* [Instructions to follow]:
Search the entries below for the string "HttpClient" and copy the lines that hold it.

* [Provided information]:

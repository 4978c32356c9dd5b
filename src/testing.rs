/// In-memory `HttpClient` and `TabHost` for tests
use crate::error::{ApiError, HostError};
use crate::host::{Tab, TabHost, TabMessage};
use crate::http::{HttpClient, HttpResponse};
use serde_json::{Value, json};
use std::cell::RefCell;
use std::collections::HashMap;

#[derive(Debug, Clone, Copy, PartialEq, Eq)]
pub enum Method {
    Get,
    Post,
}

#[derive(Debug, Clone, PartialEq)]
pub struct RecordedRequest {
    pub method: Method,
    pub url: String,
    pub body: Option<Value>,
}

struct Route {
    method: Method,
    needle: String,
    response: Result<HttpResponse, ApiError>,
}

/// Answers requests from routes matched by URL substring, first match wins
#[derive(Default)]
pub struct MockClient {
    routes: Vec<Route>,
    requests: RefCell<Vec<RecordedRequest>>,
}

impl MockClient {
    pub fn new() -> Self {
        Self::default()
    }

    pub fn with_get(mut self, needle: &str, body: Value) -> Self {
        self.routes.push(Route {
            method: Method::Get,
            needle: needle.to_string(),
            response: Ok(HttpResponse::ok(body)),
        });
        self
    }

    pub fn with_get_response(mut self, needle: &str, response: Result<HttpResponse, ApiError>) -> Self {
        self.routes.push(Route {
            method: Method::Get,
            needle: needle.to_string(),
            response,
        });
        self
    }

    pub fn with_post(mut self, needle: &str, response: HttpResponse) -> Self {
        self.routes.push(Route {
            method: Method::Post,
            needle: needle.to_string(),
            response: Ok(response),
        });
        self
    }

    /// CSRF token route
    pub fn with_token(self, token: &str) -> Self {
        self.with_get("meta=tokens", json!({"query": {"tokens": {"csrftoken": token}}}))
    }

    pub fn requests(&self) -> Vec<RecordedRequest> {
        self.requests.borrow().clone()
    }

    pub fn urls(&self, method: Method) -> Vec<String> {
        self.requests()
            .into_iter()
            .filter(|r| r.method == method)
            .map(|r| r.url)
            .collect()
    }

    fn respond(&self, method: Method, url: &str, body: Option<&Value>) -> Result<HttpResponse, ApiError> {
        self.requests.borrow_mut().push(RecordedRequest {
            method,
            url: url.to_string(),
            body: body.cloned(),
        });
        self.routes
            .iter()
            .find(|route| route.method == method && url.contains(&route.needle))
            .map(|route| route.response.clone())
            .unwrap_or_else(|| Err(ApiError::Transport(format!("no route for {}", url))))
    }
}

impl HttpClient for MockClient {
    async fn get(&self, url: &str) -> Result<HttpResponse, ApiError> {
        self.respond(Method::Get, url, None)
    }

    async fn post_json(&self, url: &str, body: &Value) -> Result<HttpResponse, ApiError> {
        self.respond(Method::Post, url, Some(body))
    }
}

/// Tabs and content-script replies held in memory
#[derive(Default)]
pub struct MockHost {
    current: Option<Tab>,
    tabs: Vec<Tab>,
    replies: HashMap<(i32, TabMessage), Value>,
    pub visibility: RefCell<Vec<(i32, bool)>>,
    pub navigations: RefCell<Vec<String>>,
    pub opened: RefCell<Vec<String>>,
}

impl MockHost {
    pub fn new() -> Self {
        Self::default()
    }

    /// Make `url` the active tab (and a known tab)
    pub fn with_current_tab(mut self, id: i32, url: &str) -> Self {
        let tab = Tab {
            id,
            url: Some(url.to_string()),
        };
        self.current = Some(tab.clone());
        self.tabs.push(tab);
        self
    }

    pub fn with_tab(mut self, tab: Tab) -> Self {
        self.tabs.push(tab);
        self
    }

    pub fn with_reply(mut self, tab_id: i32, message: TabMessage, reply: Value) -> Self {
        self.replies.insert((tab_id, message), reply);
        self
    }

    pub fn with_namespace(self, tab_id: i32, ns: i64) -> Self {
        self.with_reply(tab_id, TabMessage::GetPageNamespace, json!({ "ns": ns }))
    }

    pub fn with_canonical_href(self, tab_id: i32, href: &str) -> Self {
        self.with_reply(tab_id, TabMessage::GetPageTitle, json!({ "href": href }))
    }

    /// Last visibility set for `tab_id`
    pub fn action_visible(&self, tab_id: i32) -> Option<bool> {
        self.visibility
            .borrow()
            .iter()
            .rev()
            .find(|(id, _)| *id == tab_id)
            .map(|(_, visible)| *visible)
    }
}

impl TabHost for MockHost {
    async fn current_tab(&self) -> Result<Tab, HostError> {
        self.current.clone().ok_or_else(|| HostError("no active tab".to_string()))
    }

    async fn tab(&self, tab_id: i32) -> Result<Tab, HostError> {
        self.tabs
            .iter()
            .find(|t| t.id == tab_id)
            .cloned()
            .ok_or_else(|| HostError(format!("no tab {}", tab_id)))
    }

    async fn all_tabs(&self) -> Result<Vec<Tab>, HostError> {
        Ok(self.tabs.clone())
    }

    async fn send_message(&self, tab_id: i32, message: TabMessage) -> Result<Value, HostError> {
        self.replies
            .get(&(tab_id, message))
            .cloned()
            .ok_or_else(|| HostError("Could not establish connection. Receiving end does not exist.".to_string()))
    }

    async fn set_action_visible(&self, tab_id: i32, visible: bool) -> Result<(), HostError> {
        self.visibility.borrow_mut().push((tab_id, visible));
        Ok(())
    }

    async fn navigate_current_tab(&self, url: &str) -> Result<(), HostError> {
        self.navigations.borrow_mut().push(url.to_string());
        Ok(())
    }

    async fn open_tab(&self, url: &str) -> Result<(), HostError> {
        self.opened.borrow_mut().push(url.to_string());
        Ok(())
    }
}
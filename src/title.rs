/// Page title and URL helpers
use percent_encoding::{AsciiSet, NON_ALPHANUMERIC, percent_decode_str, utf8_percent_encode};
use url::Url;

/// Characters `encodeURIComponent` leaves alone
const URI_COMPONENT: &AsciiSet = &NON_ALPHANUMERIC
    .remove(b'-')
    .remove(b'_')
    .remove(b'.')
    .remove(b'!')
    .remove(b'~')
    .remove(b'*')
    .remove(b'\'')
    .remove(b'(')
    .remove(b')');

/// Percent-encode a query component the way browsers' `encodeURIComponent` does
pub fn encode_component(s: &str) -> String {
    utf8_percent_encode(s, URI_COMPONENT).to_string()
}

/// Extract the page title from an article URL
///
/// The `title` query parameter wins (`/w/index.php?title=Cat&oldid=1`),
/// otherwise the path after `/wiki/` is used. Titles are returned decoded.
pub fn parse_title_from_url(href: &str) -> Option<String> {
    let url = Url::parse(href).ok()?;

    if let Some((_, title)) = url.query_pairs().find(|(key, _)| key == "title") {
        return Some(title.into_owned());
    }

    let path = url.path().replacen("/wiki/", "", 1);
    let decoded = percent_decode_str(&path).decode_utf8().map(|title| title.into_owned());
    Some(decoded.unwrap_or_else(|e| {
        log::debug!("title {} is not valid UTF-8 once decoded ({}), keeping it encoded", path, e);
        path
    }))
}

/// Strip the mobile label from a wiki host (`en.m.wikipedia.org` -> `en.wikipedia.org`)
pub fn mobile_to_canonical_host(host: &str) -> String {
    let host = host.strip_prefix("m.").unwrap_or(host);
    host.replacen(".m.", ".", 1)
}

/// Origin of the desktop site, used as the reading list `project`
pub fn project_origin(url: &Url) -> String {
    let mut canonical = url.clone();
    if let Some(host) = url.host_str() {
        let desktop = mobile_to_canonical_host(host);
        if canonical.set_host(Some(&desktop)).is_err() {
            log::warn!("could not canonicalize host {}", host);
        }
    }
    canonical.origin().ascii_serialization()
}

/// `Special:UserLogin` URL that brings the user back to the current page
pub fn login_url(page: &Url, title: &str) -> String {
    let mut login = format!(
        "{}/wiki/Special:UserLogin?returnto={}",
        page.origin().ascii_serialization(),
        encode_component(title)
    );
    if let Some(query) = page.query().filter(|q| !q.is_empty()) {
        login.push_str("&returntoquery=");
        login.push_str(&encode_component(query));
    }
    login
}

/// Title as shown to the user
pub fn display_title(title: &str) -> String {
    title.replace('_', " ")
}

* [Solution to this exercise]:
/// In-memory `HttpClient` and `TabHost` for tests
use crate::http::{HttpClient, HttpResponse};
impl HttpClient for MockClient {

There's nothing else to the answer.